▶ Try it
The answer is every line of the records that holds the word "PartialEq", copied in full.

Stored items:
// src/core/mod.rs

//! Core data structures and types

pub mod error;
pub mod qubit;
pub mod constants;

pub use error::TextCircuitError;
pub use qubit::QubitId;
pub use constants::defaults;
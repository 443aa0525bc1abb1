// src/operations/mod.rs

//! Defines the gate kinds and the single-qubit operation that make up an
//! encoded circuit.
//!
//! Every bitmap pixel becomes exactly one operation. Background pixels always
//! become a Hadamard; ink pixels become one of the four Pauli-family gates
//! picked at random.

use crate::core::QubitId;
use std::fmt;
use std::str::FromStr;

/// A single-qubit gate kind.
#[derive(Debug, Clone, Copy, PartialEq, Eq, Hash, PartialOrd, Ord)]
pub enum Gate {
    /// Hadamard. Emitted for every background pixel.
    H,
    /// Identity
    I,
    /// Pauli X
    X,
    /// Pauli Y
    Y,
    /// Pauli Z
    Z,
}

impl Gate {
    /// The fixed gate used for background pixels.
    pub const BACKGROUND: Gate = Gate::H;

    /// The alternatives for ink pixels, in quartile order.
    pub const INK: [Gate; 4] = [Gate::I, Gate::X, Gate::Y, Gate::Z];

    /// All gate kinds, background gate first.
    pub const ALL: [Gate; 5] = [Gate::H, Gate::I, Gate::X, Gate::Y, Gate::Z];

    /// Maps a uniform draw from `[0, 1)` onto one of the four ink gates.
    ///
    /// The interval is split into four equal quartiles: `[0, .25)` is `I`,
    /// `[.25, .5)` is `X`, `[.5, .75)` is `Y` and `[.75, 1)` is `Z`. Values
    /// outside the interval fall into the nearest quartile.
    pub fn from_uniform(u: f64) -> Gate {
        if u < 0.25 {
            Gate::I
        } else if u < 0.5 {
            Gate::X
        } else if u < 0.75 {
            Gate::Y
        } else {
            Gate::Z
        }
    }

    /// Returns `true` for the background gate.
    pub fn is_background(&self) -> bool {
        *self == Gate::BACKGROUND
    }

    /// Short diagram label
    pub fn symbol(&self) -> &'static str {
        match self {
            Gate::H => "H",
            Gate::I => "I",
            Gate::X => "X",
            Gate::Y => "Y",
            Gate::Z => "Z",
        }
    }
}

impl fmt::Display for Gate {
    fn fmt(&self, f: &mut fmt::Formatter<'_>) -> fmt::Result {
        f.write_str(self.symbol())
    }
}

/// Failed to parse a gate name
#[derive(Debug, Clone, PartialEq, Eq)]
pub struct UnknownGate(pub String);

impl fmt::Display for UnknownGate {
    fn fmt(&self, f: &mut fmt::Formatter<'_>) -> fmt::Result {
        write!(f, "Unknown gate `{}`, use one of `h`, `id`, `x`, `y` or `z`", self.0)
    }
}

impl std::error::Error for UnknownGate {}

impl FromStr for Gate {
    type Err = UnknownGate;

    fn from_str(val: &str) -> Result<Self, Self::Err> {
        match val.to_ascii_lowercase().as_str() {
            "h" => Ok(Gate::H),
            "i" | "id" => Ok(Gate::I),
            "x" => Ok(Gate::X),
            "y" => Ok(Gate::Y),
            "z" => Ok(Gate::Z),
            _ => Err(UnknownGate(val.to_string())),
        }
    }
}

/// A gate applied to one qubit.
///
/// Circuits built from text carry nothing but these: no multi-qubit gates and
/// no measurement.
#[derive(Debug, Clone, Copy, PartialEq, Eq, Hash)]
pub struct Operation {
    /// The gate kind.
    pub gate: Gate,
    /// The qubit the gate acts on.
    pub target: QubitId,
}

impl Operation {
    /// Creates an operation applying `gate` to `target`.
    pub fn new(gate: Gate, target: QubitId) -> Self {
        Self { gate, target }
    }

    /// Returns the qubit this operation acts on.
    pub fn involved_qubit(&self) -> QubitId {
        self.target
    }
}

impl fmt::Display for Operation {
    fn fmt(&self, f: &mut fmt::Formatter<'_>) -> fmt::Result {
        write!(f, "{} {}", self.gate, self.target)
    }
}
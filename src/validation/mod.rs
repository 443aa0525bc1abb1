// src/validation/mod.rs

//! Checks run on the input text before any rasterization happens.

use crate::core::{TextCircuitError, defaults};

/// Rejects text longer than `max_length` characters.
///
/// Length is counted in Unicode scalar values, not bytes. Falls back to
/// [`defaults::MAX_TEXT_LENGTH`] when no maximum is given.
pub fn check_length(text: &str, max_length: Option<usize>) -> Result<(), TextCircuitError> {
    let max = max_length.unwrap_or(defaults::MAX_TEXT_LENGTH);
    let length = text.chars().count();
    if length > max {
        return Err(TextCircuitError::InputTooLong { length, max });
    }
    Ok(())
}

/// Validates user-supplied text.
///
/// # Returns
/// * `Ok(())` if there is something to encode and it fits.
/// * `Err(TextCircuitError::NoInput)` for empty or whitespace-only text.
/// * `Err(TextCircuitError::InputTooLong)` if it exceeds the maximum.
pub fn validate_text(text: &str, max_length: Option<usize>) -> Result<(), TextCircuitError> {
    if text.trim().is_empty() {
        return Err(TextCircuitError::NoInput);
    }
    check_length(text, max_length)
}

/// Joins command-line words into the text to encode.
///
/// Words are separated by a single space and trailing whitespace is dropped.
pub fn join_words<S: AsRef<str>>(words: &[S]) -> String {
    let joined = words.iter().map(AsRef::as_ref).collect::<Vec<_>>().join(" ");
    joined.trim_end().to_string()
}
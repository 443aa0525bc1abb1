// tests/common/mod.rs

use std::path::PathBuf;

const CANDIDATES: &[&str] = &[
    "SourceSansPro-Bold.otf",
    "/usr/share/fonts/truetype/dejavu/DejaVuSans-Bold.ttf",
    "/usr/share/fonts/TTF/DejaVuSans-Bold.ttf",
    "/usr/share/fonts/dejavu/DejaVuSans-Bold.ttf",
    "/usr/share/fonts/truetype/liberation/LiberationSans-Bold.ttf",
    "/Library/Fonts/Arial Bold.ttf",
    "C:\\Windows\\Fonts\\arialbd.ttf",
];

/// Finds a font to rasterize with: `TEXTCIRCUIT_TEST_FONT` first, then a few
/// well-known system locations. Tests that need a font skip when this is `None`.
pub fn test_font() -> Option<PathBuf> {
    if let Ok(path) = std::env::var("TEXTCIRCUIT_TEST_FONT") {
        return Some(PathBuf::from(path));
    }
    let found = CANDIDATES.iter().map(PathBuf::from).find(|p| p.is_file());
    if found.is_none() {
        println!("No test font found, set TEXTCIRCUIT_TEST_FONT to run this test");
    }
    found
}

▶ Result below
#[derive(Debug, Clone, Copy, PartialEq, Eq, Hash, PartialOrd, Ord)]
#[derive(Debug, Clone, PartialEq, Eq)]
#[derive(Debug, Clone, Copy, PartialEq, Eq, Hash)]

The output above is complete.